Finally healthy and happy, Roslyn gymnast Green looks for big year

Finally healthy and happy, Roslyn gymnast Green looks for big year
Roslyn sophomore Riley Green placed fourth in counties on uneven bars last season, and looks to do better in 2024. Photo courtesy of Riley Green

It is a statement startling in its uniqueness. You hardly ever hear someone say what Riley Green just did.

But it really shouldn’t be.

For decades now, outstanding high school athletes have seen grades 9-12 as a stepping stone. The prep years are where legends begin to get made, where the cement and granite of a career get laid, and shine begins to emerge. There has always been, for 99.95 of athletes, the dream of getting into college on a scholarship and continuing their career there.

Doesn’t matter the sport, doesn’t matter if there’s a professional league to aspire to after college: the goal is always the same: Get four more years out of your body and continue doing what you love.

That’s why the questioner is fairly stunned by the answer when Green, a sophomore standout on the Roslyn gymnastics team, is asked where she wants to go to college, and if she’s started to get recruiting letters.

“I don’t want to do competitive gymnastics anymore after this,” Green said before a recent practice. “If there’s a club team where I end up going, maybe I’d do that. But that’s it.”

Green’s further explanation makes perfect sense, especially for a 15-year-old who’s had a litany of injuries in a mat career that’s been going on for half her life.

“It’s normally every girl’s dream to compete in college or the Olympics, but I’ve realized over time that I might want to live the life of a normal college student,” Green added. “I’m not sure I’d want to spend all those hours in the gym, the huge number of hours you need to compete at that level.
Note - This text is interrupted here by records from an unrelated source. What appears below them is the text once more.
use alloy_primitives::{Address, B256, U256};
use thiserror::Error;

/// Errors surfaced by the migration engine. The engine never retries; every
/// failure aborts the run and the orchestrator discards the allocation.
#[derive(Debug, Error)]
pub enum MigrationError {
    /// A live storage slot in the legacy ERC-20 contract is not explained by
    /// any witness entry.
    #[error("unknown storage slot in state: {slot}")]
    UnknownStorageSlot {
        /// The unexplained slot key.
        slot: B256,
    },

    /// The witness claims a balance holder whose slot is absent from state.
    #[error("witness balance slot {slot} for {address} is missing from state")]
    MissingSlotInWitness {
        /// The witnessed holder.
        address: Address,
        /// Its derived balance slot.
        slot: B256,
    },

    /// The legacy message passer has a set slot no witness entry accounts for.
    #[error("legacy message passer slot {slot} is set but has no witness entry")]
    MissingWithdrawalWitness {
        /// The unexplained withdrawal slot.
        slot: B256,
    },

    /// The target account already holds a native balance; migrating on top of
    /// it would silently drop value.
    #[error("account {address} has pre-existing balance {balance}, refusing to overwrite")]
    NonZeroPreExistingBalance {
        /// The account being migrated into.
        address: Address,
        /// Its current native balance.
        balance: U256,
    },

    /// The legacy total supply minus the sum of migrated balances does not
    /// match the per-chain expected delta.
    #[error(
        "supply mismatch: supply {total_supply} minus migrated {migrated} \
         does not leave expected delta {expected}"
    )]
    SupplyMismatch {
        /// Value of the legacy totalSupply slot before zeroing.
        total_supply: U256,
        /// Sum of all migrated balance slots.
        migrated: U256,
        /// The allowed per-chain delta.
        expected: U256,
    },

    /// The running sum of migrated balances does not fit in 256 bits.
    #[error("migrated balance total overflowed adding {balance} for {address}")]
    BalanceTotalOverflow {
        /// The holder whose balance tipped the sum over.
        address: Address,
        /// That holder's balance.
        balance: U256,
    },

    /// A filtered withdrawal's pre-image slot is not set in the legacy
    /// message passer's storage.
    #[error("legacy withdrawal slot {slot} not found in legacy message passer storage")]
    LegacySlotNotFound {
        /// The expected legacy slot.
        slot: B256,
    },

    /// The legacy relayMessage payload cannot be decoded.
    #[error("malformed cross-domain message data: {reason}")]
    MalformedXDomainData {
        /// What failed to decode.
        reason: String,
    },

    /// No chain parameters are registered for the given chain id.
    #[error("no chain parameters for chain id {chain_id}")]
    UnknownChain {
        /// The unrecognized chain id.
        chain_id: u64,
    },

    /// The chain has no canonical L1 cross-domain messenger and none was
    /// supplied.
    #[error("no L1 cross-domain messenger known for chain id {chain_id}, pass one explicitly")]
    MissingL1Messenger {
        /// The chain id lacking a messenger address.
        chain_id: u64,
    },
}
“I just don’t think I’m going to go down that road.”

It’s a refreshing answer for a kid who, as dedicated as she is to her sport, acknowledges that there are other things in life.

Green, 15, has just begun her sophomore season as a Bulldog, but is already making her mark. She missed most of her freshman season thanks to a scary injury suffered one day before high school practice started last fall.

Green was practicing at her club facility, Hot Shots of Plainview, when she was dismounting off the uneven bars and over-rotated, slamming her back and head on the ground.

Green suffered a concussion and was then diagnosed with a stress fracture in her back, her most serious injury of her career, she said.

“I was really disappointed because everyone has said how high school gymnastics is so fun, and a completely different environment with the support and the cheering,” Green said. “But I knew I had to give my body a chance to rest and recover.”

After sitting out most of the 2022-23 season, Green was medically cleared to do only one event, the uneven bars, her best. And she made the most of that chance, placing fourth in the Nassau County meet and qualifying for states, where she finished 13th.

None of that was a surprise to Roslyn coach Stephanie Orfini.

“What makes her so great is she’s just such a consistent athlete,” Orfini said. “She doesn’t ever give away deductions; her toes are always pointed properly, her legs are always straight. It’s just very hard to do what she does, every time.”

Green is humbled and almost embarrassed to say that what she hears most from opposing gymnasts and coaches is ‘wow, your technique is beautiful and unmatched.'”

“It’s a very nice compliment and it comes from doing gymnastics for so long that a lot of it comes naturally now,” Green said. “You have to work to keep it.”

Green’s gymnastics journey started when she was a toddler, as the coaches at Little Gym told mom Karen that her kid is showing very impressive skill for a child her age.
Green began competitive gymnastics around age 8, and while she’s had other injuries along the way, she’s loved the sport ever since.

“My mom films all my matches but can’t watch,” Green said, laughing. “She says ‘I can film it, but I can’t bear to look at it. And I tell her ‘Mom, if you’re scared, imagine how I feel!”

Healthy enough to compete in all events this season, Green is looking to get back to states, possibly win counties, and perhaps get a state medal in the uneven bars, her best event.

“She’s been working on more difficult bar routines, and add a harder dismount, and doing things at higher levels,” Orfini said. “She has a real chance to win something at counties and beyond.”

With a few years of gymnastics left, Green said she’s thought about a career in sports psychology. As an elite athlete she’s had plenty of time to think about the pressures kids like her face, and she wants to help.

“I know how hard it can be on you mentally, always trying to be at your best and having to face competition all the time,” Green said. “I think I’d like to be someone who can talk to kids and help them through it.”